Breaking the sugar energy cycle

So much has been written about sugar recently, it’s certainly replaced saturated fat as the ‘big bad’ of the nutrition world and for good reason. Generally I don’t like to put ‘good’ and ‘bad’ labels on food (is sugar really that evil?) but that is a hard one when it comes to refined sugar! Ultimately for me, it comes down to how much you choose to eat it.

There’s loads of issues with eating too much sugar, one of which is the crazy things it does to your energy levels.

This is a really personal topic for me. For years before I ‘got healthy’ I would eat a lot of sugary foods, including some like ordinary muesli that I thought were pretty healthy. Apart from being overweight, I didn’t feel that bad at the time. Fast forward to after I’d started to eat better, when I did have a sugary treat, I would really feel like total crap. My body couldn’t tolerate the sugar any more and even now my version of healthy has become more balanced, I really feel the impact when I’ve been eating too much sugar, including naturally sweet things.
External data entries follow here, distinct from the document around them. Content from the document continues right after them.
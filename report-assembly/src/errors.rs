//! Typed errors for report assembly.
//!
//! Validation failures are hard errors by contract: the caller gets either
//! a fully valid report or a typed reason, never a partial one.

use thiserror::Error;

/// Convenient alias for crate-wide results.
pub type AssemblyResult<T> = Result<T, AssemblyError>;

/// Root error type for report assembly.
#[derive(Debug, Error)]
pub enum AssemblyError {
    /// A required input or report field is absent or empty.
    #[error("missing required field: {0}")]
    MissingField(&'static str),

    /// A numeric report field fell outside its allowed range.
    #[error("{field} out of range: {value} not in [{min}, {max}]")]
    OutOfRange {
        field: &'static str,
        value: f64,
        min: f64,
        max: f64,
    },

    /// A tier violated its cardinality bound (e.g. more than 5 key risks).
    #[error("{field} exceeds its bound of {max}: {actual}")]
    TooMany {
        field: &'static str,
        max: usize,
        actual: usize,
    },
}
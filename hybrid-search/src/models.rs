//! Retrieval data model: chunks, ranked entries, fusion output, and the
//! search context handed to the review pipeline.

use serde::{Deserialize, Serialize};

/// Which stage produced a hit's ordering.
#[derive(Debug, Clone, Copy, PartialEq, Eq, Serialize, Deserialize)]
pub enum RetrievalMethod {
    Keyword,
    Semantic,
    Fusion,
    Rerank,
}

/// Immutable unit of indexed text.
///
/// Created at indexing time and never mutated; owned by the keyword index
/// and mirrored by the semantic store.
#[derive(Debug, Clone, Serialize, Deserialize)]
pub struct Chunk {
    pub id: String,
    pub text: String,
    /// Approximate token count (chars/4 heuristic).
    pub token_count: usize,
    pub source_document_id: String,
}

/// One entry of a single-path ranked list.
///
/// `rank` is 1-based, strictly increasing and unique within its list.
#[derive(Debug, Clone, PartialEq, Serialize, Deserialize)]
pub struct RankedEntry {
    pub chunk_id: String,
    pub rank: usize,
    pub score: f64,
}

/// Output of reciprocal-rank fusion.
///
/// Ordering is total: fused score descending, then `best_rank` ascending,
/// then `chunk_id` ascending.
#[derive(Debug, Clone, PartialEq, Serialize, Deserialize)]
pub struct FusedEntry {
    pub chunk_id: String,
    pub fused_score: f64,
    /// Smallest (best) rank across the contributing lists; tie-break key.
    pub best_rank: usize,
}

/// Final precision-ordered entry; `relevance` is provider-defined and used
/// only for ordering.
#[derive(Debug, Clone, PartialEq, Serialize, Deserialize)]
pub struct RerankedEntry {
    pub chunk_id: String,
    pub relevance: f64,
}

/// One result of a full hybrid search, with resolved text for prompting.
#[derive(Debug, Clone, Serialize, Deserialize)]
pub struct SearchHit {
    pub chunk_id: String,
    pub text: String,
    pub score: f64,
    pub method: RetrievalMethod,
    /// 1-based position in the final ordering.
    pub rank: usize,
}

/// Per-phase counters and timings for one query.
#[derive(Debug, Clone, Default, Serialize, Deserialize)]
pub struct SearchStatistics {
    pub keyword_count: usize,
    pub semantic_count: usize,
    pub fused_count: usize,
    pub final_count: usize,

    pub keyword_duration_ms: u64,
    pub semantic_duration_ms: u64,
    pub rerank_duration_ms: u64,
    pub total_duration_ms: u64,

    /// Set when the keyword path raised an error (degraded, not fatal).
    pub keyword_failed: bool,
    /// Set when the semantic path raised an error (degraded, not fatal).
    pub semantic_failed: bool,
    /// Set when the rerank pass was skipped (timeout/failure/not configured).
    pub rerank_skipped: bool,
}

impl SearchStatistics {
    /// Whether any path degraded while serving this query.
    pub fn is_degraded(&self) -> bool {
        self.keyword_failed || self.semantic_failed || self.rerank_skipped
    }
}

/// Everything the caller needs from one hybrid search.
#[derive(Debug, Clone, Serialize, Deserialize)]
pub struct SearchContext {
    pub query: String,
    pub hits: Vec<SearchHit>,
    pub statistics: SearchStatistics,
}

impl SearchContext {
    pub fn has_results(&self) -> bool {
        !self.hits.is_empty()
    }

    /// Renders the hits as a plain-text block for prompt building.
    pub fn to_prompt_block(&self) -> String {
        if self.hits.is_empty() {
            return format!("No relevant sources found for query: {}", self.query);
        }
        let mut out = vec![format!(
            "Query: {} ({} sources)",
            self.query,
            self.hits.len()
        )];
        for hit in &self.hits {
            out.push(format!(
                "{}. [{}] (score {:.3})\n   {}",
                hit.rank,
                hit.chunk_id,
                hit.score,
                truncate(&hit.text, 400)
            ));
        }
        out.join("\n")
    }
}

pub(crate) fn truncate(s: &str, n: usize) -> String {
    if s.chars().count() <= n {
        return s.to_string();
    }
    s.chars().take(n).collect::<String>() + "…"
}
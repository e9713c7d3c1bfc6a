//! Precision reranking seam and the HTTP production client.
//!
//! The reranker reorders a small fused candidate set with a higher-cost
//! relevance model. It is strictly optional: the engine enforces a bounded
//! timeout around every call and falls back to the fusion ordering on
//! timeout or failure, so a reranker outage can never fail a search.

use std::future::Future;
use std::pin::Pin;
use std::time::Duration;

use serde::{Deserialize, Serialize};
use tracing::debug;

use crate::errors::{SearchError, SearchResult};
use crate::models::RerankedEntry;

/// One candidate handed to the reranker: the chunk id plus its text.
#[derive(Debug, Clone)]
pub struct RerankCandidate {
    pub chunk_id: String,
    pub text: String,
}

/// Boxed future alias for the rerank seam.
pub type RerankFuture<'a> = Pin<Box<dyn Future<Output = SearchResult<Vec<RerankedEntry>>> + Send + 'a>>;

/// Precision reordering of a candidate set against a query.
pub trait Rerank: Send + Sync {
    fn rerank<'a>(
        &'a self,
        query: &'a str,
        candidates: &'a [RerankCandidate],
        top_n: usize,
    ) -> RerankFuture<'a>;
}

/// HTTP reranker client for a `/v1/rerank`-style API (Jina-compatible).
pub struct HttpReranker {
    client: reqwest::Client,
    endpoint: String,
    model: String,
}

impl HttpReranker {
    /// Builds the client with a caller-specified request timeout.
    pub fn new(
        endpoint: &str,
        api_key: &str,
        model: &str,
        timeout: Duration,
    ) -> SearchResult<Self> {
        let mut headers = reqwest::header::HeaderMap::new();
        headers.insert(
            reqwest::header::AUTHORIZATION,
            reqwest::header::HeaderValue::from_str(&format!("Bearer {api_key}"))
                .map_err(|e| SearchError::Rerank(format!("invalid api key header: {e}")))?,
        );

        let client = reqwest::Client::builder()
            .timeout(timeout)
            .default_headers(headers)
            .build()?;

        Ok(Self {
            client,
            endpoint: endpoint.trim_end_matches('/').to_string(),
            model: model.to_string(),
        })
    }

    async fn run_rerank(
        &self,
        query: &str,
        candidates: &[RerankCandidate],
        top_n: usize,
    ) -> SearchResult<Vec<RerankedEntry>> {
        let body = RerankRequest {
            model: &self.model,
            query,
            documents: candidates
                .iter()
                .map(|c| RerankDocument { text: &c.text })
                .collect(),
            top_n,
        };

        debug!(
            target: "hybrid_search::rerank",
            candidates = candidates.len(),
            top_n,
            "POST {}", self.endpoint
        );

        let resp = self.client.post(&self.endpoint).json(&body).send().await?;
        if !resp.status().is_success() {
            let status = resp.status();
            let text = resp.text().await.unwrap_or_default();
            let snippet: String = text.chars().take(240).collect();
            return Err(SearchError::Rerank(format!("HTTP {status}: {snippet}")));
        }

        let out: RerankResponse = resp
            .json()
            .await
            .map_err(|e| SearchError::Rerank(format!("decode: {e}")))?;

        let mut entries = Vec::with_capacity(out.results.len());
        for item in out.results {
            let candidate = candidates.get(item.index).ok_or_else(|| {
                SearchError::Rerank(format!(
                    "provider returned index {} for {} candidates",
                    item.index,
                    candidates.len()
                ))
            })?;
            entries.push(RerankedEntry {
                chunk_id: candidate.chunk_id.clone(),
                relevance: item.relevance_score,
            });
        }
        Ok(entries)
    }
}

impl Rerank for HttpReranker {
    fn rerank<'a>(
        &'a self,
        query: &'a str,
        candidates: &'a [RerankCandidate],
        top_n: usize,
    ) -> RerankFuture<'a> {
        Box::pin(self.run_rerank(query, candidates, top_n))
    }
}

/* ==========================
HTTP payloads
========================== */

#[derive(Debug, Serialize)]
struct RerankRequest<'a> {
    model: &'a str,
    query: &'a str,
    documents: Vec<RerankDocument<'a>>,
    top_n: usize,
}

#[derive(Debug, Serialize)]
struct RerankDocument<'a> {
    text: &'a str,
}

#[derive(Debug, Deserialize)]
struct RerankResponse {
    results: Vec<RerankResult>,
}

#[derive(Debug, Deserialize)]
struct RerankResult {
    index: usize,
    relevance_score: f64,
}
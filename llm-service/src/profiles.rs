//! Logical model profiles: **fast**, **slow**, and **embedding**.
//!
//! - Construct once, wrap in `Arc`, pass clones to dependents.
//! - If the slow profile is not configured, it falls back to fast.
//! - Every call goes through a bounded retry loop: transient failures
//!   (rate limit, 5xx, transport timeout) are retried with exponential
//!   backoff; permanent failures surface immediately.
//! - Provider dispatch is enum-based; no `async-trait`, no boxed clients.
//!
//! The [`TextGenerator`] seam is the only thing the review roles see, so
//! tests can substitute an in-memory fake.

use std::future::Future;
use std::pin::Pin;
use std::sync::Arc;
use std::time::Duration;

use tracing::{debug, warn};

use crate::config::{LlmModelConfig, LlmProvider};
use crate::error::{LlmError, LlmResult};
use crate::ollama::OllamaClient;
use crate::openai::OpenAiClient;

/// Retry attempts for transient failures (first try included).
const RETRY_ATTEMPTS: u32 = 3;
/// Base backoff delay, doubled on each retry.
const RETRY_BASE_DELAY_MS: u64 = 200;

/// Which logical profile a call should use.
#[derive(Debug, Clone, Copy, PartialEq, Eq)]
pub enum ProfileTier {
    Fast,
    Slow,
    Embedding,
}

/// Provider-dispatched client for one profile.
enum ProviderClient {
    Ollama(OllamaClient),
    OpenAi(OpenAiClient),
}

impl ProviderClient {
    fn from_config(cfg: LlmModelConfig) -> LlmResult<Self> {
        match cfg.provider {
            LlmProvider::Ollama => Ok(ProviderClient::Ollama(OllamaClient::new(cfg)?)),
            LlmProvider::OpenAi => Ok(ProviderClient::OpenAi(OpenAiClient::new(cfg)?)),
        }
    }

    async fn generate(&self, prompt: &str, system: Option<&str>) -> LlmResult<String> {
        match self {
            ProviderClient::Ollama(c) => c.generate(prompt, system).await,
            ProviderClient::OpenAi(c) => c.generate(prompt, system).await,
        }
    }

    async fn embeddings(&self, input: &str) -> LlmResult<Vec<f32>> {
        match self {
            ProviderClient::Ollama(c) => c.embeddings(input).await,
            ProviderClient::OpenAi(c) => c.embeddings(input).await,
        }
    }
}

/// Shared service managing the three logical profiles.
pub struct LlmProfiles {
    fast: ProviderClient,
    slow: ProviderClient,
    embedding: ProviderClient,
}

impl LlmProfiles {
    /// Creates the service from per-profile configs.
    ///
    /// `slow_opt = None` makes the slow tier an alias of the fast config.
    pub fn new(
        fast: LlmModelConfig,
        slow_opt: Option<LlmModelConfig>,
        embedding: LlmModelConfig,
    ) -> LlmResult<Self> {
        let slow_cfg = slow_opt.unwrap_or_else(|| fast.clone());
        Ok(Self {
            fast: ProviderClient::from_config(fast)?,
            slow: ProviderClient::from_config(slow_cfg)?,
            embedding: ProviderClient::from_config(embedding)?,
        })
    }

    /// Loads all three profiles from the environment
    /// (`LLM_FAST_*`, `LLM_SLOW_*`, `LLM_EMBED_*`).
    pub fn from_env() -> LlmResult<Self> {
        let fast = LlmModelConfig::from_env_prefix("LLM_FAST_")?;
        let slow = match std::env::var("LLM_SLOW_MODEL") {
            Ok(_) => Some(LlmModelConfig::from_env_prefix("LLM_SLOW_")?),
            Err(_) => None,
        };
        let mut embedding = LlmModelConfig::from_env_prefix("LLM_EMBED_")?;
        if std::env::var("LLM_EMBED_MODEL").is_err() {
            embedding.model = "nomic-embed-text".to_string();
        }
        Self::new(fast, slow, embedding)
    }

    /// Generates text using the requested tier, with bounded retries.
    pub async fn generate(
        &self,
        tier: ProfileTier,
        prompt: &str,
        system: Option<&str>,
    ) -> LlmResult<String> {
        let client = self.client_for(tier);
        with_retries(|| client.generate(prompt, system)).await
    }

    /// Computes an embedding using the embedding profile, with bounded retries.
    pub async fn embed(&self, input: &str) -> LlmResult<Vec<f32>> {
        with_retries(|| self.embedding.embeddings(input)).await
    }

    fn client_for(&self, tier: ProfileTier) -> &ProviderClient {
        match tier {
            ProfileTier::Fast => &self.fast,
            ProfileTier::Slow => &self.slow,
            ProfileTier::Embedding => &self.embedding,
        }
    }
}

/// Retries transient failures with exponential backoff.
///
/// Permanent failures (4xx, config, decode) return on the first occurrence;
/// the last transient error is returned once attempts are exhausted.
async fn with_retries<T, F, Fut>(mut call: F) -> LlmResult<T>
where
    F: FnMut() -> Fut,
    Fut: Future<Output = LlmResult<T>>,
{
    let mut last_err: Option<LlmError> = None;
    for attempt in 0..RETRY_ATTEMPTS {
        if attempt > 0 {
            let delay = backoff_delay(attempt);
            debug!(attempt, delay_ms = delay.as_millis() as u64, "retrying llm call");
            tokio::time::sleep(delay).await;
        }
        match call().await {
            Ok(v) => return Ok(v),
            Err(e) if e.is_retryable() => {
                warn!(attempt, error = %e, "transient llm failure");
                last_err = Some(e);
            }
            Err(e) => return Err(e),
        }
    }
    Err(last_err.expect("retry loop ran at least once"))
}

/// Delay before retry number `attempt` (attempt >= 1).
fn backoff_delay(attempt: u32) -> Duration {
    Duration::from_millis(RETRY_BASE_DELAY_MS << (attempt - 1))
}

/* ------------------------------------------------------------------------- */
/* Generation seam                                                           */
/* ------------------------------------------------------------------------- */

/// Boxed future alias used by the generation seam.
pub type GenFuture<'a> = Pin<Box<dyn Future<Output = LlmResult<String>> + Send + 'a>>;

/// Text-generation provider interface consumed by the review roles.
///
/// Implement this to plug in another backend or a test fake. Async via a
/// boxed future because real providers perform HTTP requests.
pub trait TextGenerator: Send + Sync {
    fn generate<'a>(&'a self, prompt: &'a str, system: Option<&'a str>) -> GenFuture<'a>;
}

/// [`TextGenerator`] bound to one tier of a shared [`LlmProfiles`].
#[derive(Clone)]
pub struct ProfileHandle {
    svc: Arc<LlmProfiles>,
    tier: ProfileTier,
}

impl ProfileHandle {
    /// Binds the shared service to one tier behind the generation seam.
    pub fn new(svc: Arc<LlmProfiles>, tier: ProfileTier) -> Self {
        Self { svc, tier }
    }
}

impl TextGenerator for ProfileHandle {
    fn generate<'a>(&'a self, prompt: &'a str, system: Option<&'a str>) -> GenFuture<'a> {
        Box::pin(self.svc.generate(self.tier, prompt, system))
    }
}
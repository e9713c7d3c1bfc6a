//! Keyword retrieval: BM25-Okapi over the chunk corpus.
//!
//! Suits exact matches (statute numbers, defined terms, party names) that
//! embedding similarity tends to miss. The index is built once per corpus
//! via [`KeywordIndex::index_documents`] and is read-only afterwards, so
//! concurrent query access needs no locking — share it behind an `Arc`.
//!
//! Scoring follows BM25-Okapi: `k1` controls term-frequency saturation,
//! `b` controls document-length normalization, and negative IDF values are
//! clamped to `epsilon * average_idf` so very common terms still contribute
//! a small positive weight.

use std::collections::HashMap;
use std::time::Instant;

use tracing::{debug, info};

use crate::errors::{KeywordError, SearchResult};
use crate::models::{Chunk, RankedEntry};

/// BM25 keyword index over an immutable chunk corpus.
pub struct KeywordIndex {
    k1: f64,
    b: f64,
    epsilon: f64,
    min_score: f64,

    chunks: HashMap<String, Chunk>,
    chunk_ids: Vec<String>,
    term_freqs: Vec<HashMap<String, usize>>,
    doc_lens: Vec<usize>,
    avg_doc_len: f64,
    idf: HashMap<String, f64>,

    indexed: bool,
}

impl Default for KeywordIndex {
    fn default() -> Self {
        Self::new(1.5, 0.75, 0.25)
    }
}

impl KeywordIndex {
    /// Creates an empty index with explicit BM25 parameters.
    pub fn new(k1: f64, b: f64, epsilon: f64) -> Self {
        Self {
            k1,
            b,
            epsilon,
            min_score: 0.0,
            chunks: HashMap::new(),
            chunk_ids: Vec::new(),
            term_freqs: Vec::new(),
            doc_lens: Vec::new(),
            avg_doc_len: 0.0,
            idf: HashMap::new(),
            indexed: false,
        }
    }

    /// Builds the index over the given chunks. Replaces any previous corpus.
    pub fn index_documents(&mut self, chunks: Vec<Chunk>) {
        let started = Instant::now();

        self.chunks.clear();
        self.chunk_ids.clear();
        self.term_freqs.clear();
        self.doc_lens.clear();
        self.idf.clear();

        let mut doc_freq: HashMap<String, usize> = HashMap::new();

        for chunk in chunks {
            let tokens = tokenize(&chunk.text);
            let mut freqs: HashMap<String, usize> = HashMap::new();
            for tok in &tokens {
                *freqs.entry(tok.clone()).or_insert(0) += 1;
            }
            for term in freqs.keys() {
                *doc_freq.entry(term.clone()).or_insert(0) += 1;
            }
            self.doc_lens.push(tokens.len());
            self.term_freqs.push(freqs);
            self.chunk_ids.push(chunk.id.clone());
            self.chunks.insert(chunk.id.clone(), chunk);
        }

        let n_docs = self.chunk_ids.len();
        self.avg_doc_len = if n_docs == 0 {
            0.0
        } else {
            self.doc_lens.iter().sum::<usize>() as f64 / n_docs as f64
        };

        // IDF with the Okapi epsilon floor: negative values (terms present in
        // more than half the corpus) are clamped to epsilon * average_idf.
        let mut idf_sum = 0.0;
        let mut negative: Vec<String> = Vec::new();
        for (term, df) in &doc_freq {
            let idf = ((n_docs as f64 - *df as f64 + 0.5) / (*df as f64 + 0.5)).ln();
            idf_sum += idf;
            if idf < 0.0 {
                negative.push(term.clone());
            }
            self.idf.insert(term.clone(), idf);
        }
        if !doc_freq.is_empty() {
            let average_idf = idf_sum / doc_freq.len() as f64;
            let floor = self.epsilon * average_idf;
            for term in negative {
                self.idf.insert(term, floor);
            }
        }

        self.indexed = true;

        info!(
            target: "hybrid_search::keyword",
            documents = n_docs,
            terms = self.idf.len(),
            duration_ms = started.elapsed().as_millis() as u64,
            "keyword index built"
        );
    }

    /// Scores the query against every document and returns the top-k ranked
    /// list (rank 1-based, unique, score strictly above `min_score`).
    ///
    /// An empty corpus returns an empty list, not an error; querying an
    /// unbuilt index is a typed error.
    pub fn search(&self, query: &str, top_k: usize) -> SearchResult<Vec<RankedEntry>> {
        if !self.indexed {
            return Err(KeywordError::NotIndexed.into());
        }
        if self.chunk_ids.is_empty() {
            return Ok(Vec::new());
        }

        let started = Instant::now();
        let query_tokens = tokenize(query);

        let mut scored: Vec<(usize, f64)> = Vec::with_capacity(self.chunk_ids.len());
        for (doc_idx, freqs) in self.term_freqs.iter().enumerate() {
            let score = self.score_doc(&query_tokens, doc_idx, freqs);
            if score > self.min_score {
                scored.push((doc_idx, score));
            }
        }

        // Score descending, then chunk id ascending for a stable total order.
        scored.sort_by(|a, b| {
            b.1.partial_cmp(&a.1)
                .unwrap_or(std::cmp::Ordering::Equal)
                .then_with(|| self.chunk_ids[a.0].cmp(&self.chunk_ids[b.0]))
        });
        scored.truncate(top_k);

        let results = scored
            .into_iter()
            .enumerate()
            .map(|(i, (doc_idx, score))| RankedEntry {
                chunk_id: self.chunk_ids[doc_idx].clone(),
                rank: i + 1,
                score,
            })
            .collect::<Vec<_>>();

        debug!(
            target: "hybrid_search::keyword",
            hits = results.len(),
            duration_ms = started.elapsed().as_millis() as u64,
            "keyword search done"
        );

        Ok(results)
    }

    fn score_doc(&self, query_tokens: &[String], doc_idx: usize, freqs: &HashMap<String, usize>) -> f64 {
        let dl = self.doc_lens[doc_idx] as f64;
        let norm = self.k1 * (1.0 - self.b + self.b * dl / self.avg_doc_len.max(1.0));

        let mut score = 0.0;
        for term in query_tokens {
            let Some(&tf) = freqs.get(term) else { continue };
            let idf = self.idf.get(term).copied().unwrap_or(0.0);
            let tf = tf as f64;
            score += idf * tf * (self.k1 + 1.0) / (tf + norm);
        }
        score
    }

    /// Looks up an indexed chunk by id.
    pub fn get_chunk(&self, chunk_id: &str) -> Option<&Chunk> {
        self.chunks.get(chunk_id)
    }

    pub fn document_count(&self) -> usize {
        self.chunk_ids.len()
    }

    pub fn is_indexed(&self) -> bool {
        self.indexed
    }
}

/// Lowercase alphanumeric tokenization; underscores survive so defined
/// terms like `force_majeure` stay intact.
fn tokenize(text: &str) -> Vec<String> {
    text.to_lowercase()
        .split(|c: char| !(c.is_alphanumeric() || c == '_'))
        .filter(|t| !t.is_empty())
        .map(|t| t.to_string())
        .collect()
}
Now when I say I feel like crap, what I’m talking about is the huge impact these foods have on my energy levels. As I’m still up several times a night with Finley, I just can’t take that hit and function very well! I did a vlog about how I started to tackle the sugar cravings I was having in response to that energy rollercoaster and it’s worked really well.

Now when I work with 1-2-1 clients, the biggest negative impact of sugar is the impact it has on energy levels and the inevitable vicious circle that follows. The only way to tackle it is to break that sugar / energy cycle, and here are my top tips for doing it.

Breaking the sugar / energy cycle

1. Start your day with protein – this is my number 1 tip for a reason, it absolutely works! Starting your day off the right way with a protein-rich breakfast will help to get your energy levels balanced right away and that will have a positive impact for the rest of the day. When you eat a muffin, pastry or even that bowl of muesli I mentioned, you aren’t getting enough protein or fat to balance your energy levels from the get-go. For me, you just can’t beat eggs for a breakfast that will get you going in the right way.

2. Never eat sugar or carbs on their own – this means no single pieces of fruit, no fruit juice and even no bowls of porridge without something added to it (if you just can’t face giving up porridge for breakfast!) Make sure you eat them with a source of protein or fat. That might be adding some nut butter to your porridge (or even an egg for super creamy protein-rich porridge), a handful of nuts to your apple and skipping the fruit juice for water to skip the sugar altogether.

3. Have some protein-rich, low sugar snack options available – snacking is often where it all goes wrong! Having some snacking options available will prevent you heading for the vending machine or biscuit barrel! Great ideas are veggie sticks with hummus or nut butter, greek yoghurt, nuts, plain popcorn or rice or corn cakes with avocado. 

4. Try some sweet tea – ok I know that a herbal tea is not a replacement for a chocolate bar… but they can really help give you that sweet hit when you need it. My favourite teas for this are Tea Pigs Peppermint and Liquorice and Pukka Vanilla Chai tea. Both are caffeine-free and delicious!

5. Review how often you eat – if you currently have several snacks during the day, try out eating larger main meals and see if that has a positive impact on your energy levels. If you currently eat large main meals then try adding in some smaller snacks. The idea here is to experiment with how often you eat and find out what works for your body in terms of maximising energy and reducing hunger. There is no right or wrong, just what works for you!

Let me just reiterate that I don’t believe that naturally sweet foods like fruit, or carbs like wholegrains, are ‘bad’ – with all forms of sugar and, like everything else, it really depends on what works for your body. If your energy levels are slumping at 10am after having porridge for breakfast, that might mean for you porridge isn’t the best option. Even if porridge isn’t the best thing for you, that also doesn’t mean you can never have it. This is where common sense and balance come in. Think about what you eat and how you feel across a whole week and make adjustments. 

If you try these tips out and still find your energy levels are up and down and you crave a lot of sugar, it might be that going cold turkey with a full on sugar detox is what you need. For that, I totally recommend the I Quit Sugar 8 Week Programme or the 21 Day Sugar Detox.

Now I almost always have eggs in some shape or form for breakfast because what I eat first thing has a tremendous impact on how I feel for the rest of the day. I’m currently experimenting with a different eating pattern too.

How are your energy levels? Do you find that sugar has a big impact on how you feel?